- _What the task asks_
Report every line of the entries that contains the word "plus".

- _Given data_
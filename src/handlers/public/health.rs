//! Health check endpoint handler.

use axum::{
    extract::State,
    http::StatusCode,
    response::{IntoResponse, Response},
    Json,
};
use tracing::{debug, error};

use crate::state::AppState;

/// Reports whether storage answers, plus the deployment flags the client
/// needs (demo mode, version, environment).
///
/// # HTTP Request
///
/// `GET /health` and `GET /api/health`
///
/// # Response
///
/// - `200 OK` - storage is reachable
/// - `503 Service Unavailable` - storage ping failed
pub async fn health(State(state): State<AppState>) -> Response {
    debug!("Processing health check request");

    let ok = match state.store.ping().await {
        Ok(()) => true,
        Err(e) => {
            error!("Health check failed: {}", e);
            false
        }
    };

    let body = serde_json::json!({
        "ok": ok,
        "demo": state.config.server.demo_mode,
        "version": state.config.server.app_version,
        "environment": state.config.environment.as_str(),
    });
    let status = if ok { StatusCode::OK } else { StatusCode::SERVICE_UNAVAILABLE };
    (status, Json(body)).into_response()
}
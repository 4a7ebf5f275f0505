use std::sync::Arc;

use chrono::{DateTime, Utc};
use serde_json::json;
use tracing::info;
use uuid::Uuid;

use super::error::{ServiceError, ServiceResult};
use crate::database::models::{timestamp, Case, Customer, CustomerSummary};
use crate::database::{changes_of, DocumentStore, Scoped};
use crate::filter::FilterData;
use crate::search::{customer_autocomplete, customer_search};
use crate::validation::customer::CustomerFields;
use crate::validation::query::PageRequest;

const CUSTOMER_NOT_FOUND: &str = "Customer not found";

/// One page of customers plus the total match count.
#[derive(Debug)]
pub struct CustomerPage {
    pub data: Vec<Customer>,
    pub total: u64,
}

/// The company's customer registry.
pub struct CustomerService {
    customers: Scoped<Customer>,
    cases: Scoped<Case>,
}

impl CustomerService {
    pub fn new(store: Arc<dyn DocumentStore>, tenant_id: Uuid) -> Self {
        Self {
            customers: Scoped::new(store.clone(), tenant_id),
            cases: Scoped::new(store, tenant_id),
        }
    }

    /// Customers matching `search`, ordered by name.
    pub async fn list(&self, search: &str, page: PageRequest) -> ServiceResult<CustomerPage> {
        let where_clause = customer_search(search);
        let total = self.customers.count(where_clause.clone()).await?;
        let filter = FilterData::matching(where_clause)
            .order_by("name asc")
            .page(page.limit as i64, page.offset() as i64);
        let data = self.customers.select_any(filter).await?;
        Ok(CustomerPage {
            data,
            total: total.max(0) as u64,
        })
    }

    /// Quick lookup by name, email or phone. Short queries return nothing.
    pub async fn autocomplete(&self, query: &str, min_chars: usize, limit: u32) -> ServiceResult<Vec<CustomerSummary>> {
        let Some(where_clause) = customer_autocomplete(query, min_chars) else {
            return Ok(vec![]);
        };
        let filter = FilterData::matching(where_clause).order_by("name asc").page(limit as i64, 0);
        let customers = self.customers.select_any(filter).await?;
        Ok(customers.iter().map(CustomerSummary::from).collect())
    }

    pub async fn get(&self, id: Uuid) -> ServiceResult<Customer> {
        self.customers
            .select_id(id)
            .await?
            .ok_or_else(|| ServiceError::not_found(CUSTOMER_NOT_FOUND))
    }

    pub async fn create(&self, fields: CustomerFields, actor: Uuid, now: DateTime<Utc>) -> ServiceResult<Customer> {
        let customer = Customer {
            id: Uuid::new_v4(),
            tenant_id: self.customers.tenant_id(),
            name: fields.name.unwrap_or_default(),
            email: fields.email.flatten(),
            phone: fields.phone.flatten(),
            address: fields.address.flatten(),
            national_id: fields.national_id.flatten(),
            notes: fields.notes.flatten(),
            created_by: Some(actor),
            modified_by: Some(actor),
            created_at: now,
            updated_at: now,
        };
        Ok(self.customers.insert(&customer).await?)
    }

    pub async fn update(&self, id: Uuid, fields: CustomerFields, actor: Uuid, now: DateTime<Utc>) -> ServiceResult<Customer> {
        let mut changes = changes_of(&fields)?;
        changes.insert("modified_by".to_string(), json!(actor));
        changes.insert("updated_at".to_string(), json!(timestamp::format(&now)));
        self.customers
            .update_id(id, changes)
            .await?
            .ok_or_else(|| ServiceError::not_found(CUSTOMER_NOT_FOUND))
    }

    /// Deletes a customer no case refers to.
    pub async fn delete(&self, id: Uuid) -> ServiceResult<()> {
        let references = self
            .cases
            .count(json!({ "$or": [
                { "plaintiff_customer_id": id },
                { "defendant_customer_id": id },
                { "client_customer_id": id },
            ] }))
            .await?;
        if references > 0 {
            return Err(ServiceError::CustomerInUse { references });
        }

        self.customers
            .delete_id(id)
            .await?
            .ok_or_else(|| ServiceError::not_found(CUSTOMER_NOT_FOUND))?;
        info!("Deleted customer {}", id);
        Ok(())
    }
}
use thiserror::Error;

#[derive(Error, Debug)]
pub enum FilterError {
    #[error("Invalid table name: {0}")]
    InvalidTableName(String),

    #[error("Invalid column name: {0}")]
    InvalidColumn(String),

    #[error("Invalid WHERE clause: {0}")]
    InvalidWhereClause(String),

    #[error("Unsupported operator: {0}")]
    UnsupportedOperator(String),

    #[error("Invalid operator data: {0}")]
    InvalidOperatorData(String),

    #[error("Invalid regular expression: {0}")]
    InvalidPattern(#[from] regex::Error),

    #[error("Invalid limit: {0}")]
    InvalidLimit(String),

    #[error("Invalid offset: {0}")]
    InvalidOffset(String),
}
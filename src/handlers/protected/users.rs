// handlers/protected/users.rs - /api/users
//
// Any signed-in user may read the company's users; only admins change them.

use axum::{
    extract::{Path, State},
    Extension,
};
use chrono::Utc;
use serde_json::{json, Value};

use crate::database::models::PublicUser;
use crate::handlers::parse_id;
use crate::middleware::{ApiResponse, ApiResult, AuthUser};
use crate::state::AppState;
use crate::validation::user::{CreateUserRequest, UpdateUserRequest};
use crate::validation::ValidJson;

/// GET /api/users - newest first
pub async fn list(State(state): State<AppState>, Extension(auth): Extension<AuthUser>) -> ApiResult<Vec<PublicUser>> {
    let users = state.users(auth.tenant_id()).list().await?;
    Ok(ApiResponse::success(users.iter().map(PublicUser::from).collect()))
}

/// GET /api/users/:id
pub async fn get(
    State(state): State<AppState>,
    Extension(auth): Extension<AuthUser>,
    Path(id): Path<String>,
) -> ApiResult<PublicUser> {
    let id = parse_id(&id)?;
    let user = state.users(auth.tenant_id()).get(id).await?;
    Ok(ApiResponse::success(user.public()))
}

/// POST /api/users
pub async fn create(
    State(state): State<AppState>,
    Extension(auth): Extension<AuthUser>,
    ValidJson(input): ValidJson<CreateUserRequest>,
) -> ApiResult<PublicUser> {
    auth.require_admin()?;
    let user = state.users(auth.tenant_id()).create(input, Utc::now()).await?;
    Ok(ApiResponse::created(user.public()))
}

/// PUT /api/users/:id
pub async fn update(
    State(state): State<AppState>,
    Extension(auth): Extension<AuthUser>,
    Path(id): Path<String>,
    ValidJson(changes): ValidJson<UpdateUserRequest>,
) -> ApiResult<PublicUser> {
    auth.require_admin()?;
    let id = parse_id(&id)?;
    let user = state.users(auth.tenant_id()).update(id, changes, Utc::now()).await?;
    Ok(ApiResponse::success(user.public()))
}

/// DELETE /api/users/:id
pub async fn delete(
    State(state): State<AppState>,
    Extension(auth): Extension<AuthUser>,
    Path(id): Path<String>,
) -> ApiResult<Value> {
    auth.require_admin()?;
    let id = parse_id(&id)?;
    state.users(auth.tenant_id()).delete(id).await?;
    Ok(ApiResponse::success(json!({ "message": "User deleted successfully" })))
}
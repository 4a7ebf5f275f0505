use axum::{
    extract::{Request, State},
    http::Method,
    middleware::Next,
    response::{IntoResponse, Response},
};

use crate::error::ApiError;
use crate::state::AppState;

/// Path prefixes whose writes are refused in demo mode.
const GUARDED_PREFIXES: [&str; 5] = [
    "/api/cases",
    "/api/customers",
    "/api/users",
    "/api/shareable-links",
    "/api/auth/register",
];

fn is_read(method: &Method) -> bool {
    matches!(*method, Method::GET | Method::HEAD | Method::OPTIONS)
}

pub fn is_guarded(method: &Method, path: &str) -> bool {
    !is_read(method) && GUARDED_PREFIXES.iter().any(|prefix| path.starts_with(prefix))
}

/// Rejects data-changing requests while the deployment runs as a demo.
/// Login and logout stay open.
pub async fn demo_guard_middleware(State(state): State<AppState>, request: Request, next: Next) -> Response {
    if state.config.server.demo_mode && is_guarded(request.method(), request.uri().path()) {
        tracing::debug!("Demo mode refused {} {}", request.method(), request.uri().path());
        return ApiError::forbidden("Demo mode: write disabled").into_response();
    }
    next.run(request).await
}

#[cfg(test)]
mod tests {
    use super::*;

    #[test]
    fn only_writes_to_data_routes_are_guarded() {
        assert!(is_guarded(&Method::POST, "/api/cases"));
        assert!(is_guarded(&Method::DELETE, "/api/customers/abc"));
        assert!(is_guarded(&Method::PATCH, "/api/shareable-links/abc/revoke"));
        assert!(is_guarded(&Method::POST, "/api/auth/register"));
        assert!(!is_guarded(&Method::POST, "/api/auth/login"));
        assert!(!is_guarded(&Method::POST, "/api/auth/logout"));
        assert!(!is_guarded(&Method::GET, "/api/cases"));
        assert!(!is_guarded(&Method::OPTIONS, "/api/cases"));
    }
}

- _Output below_
/// Reports whether storage answers, plus the deployment flags the client
/// One page of customers plus the total match count.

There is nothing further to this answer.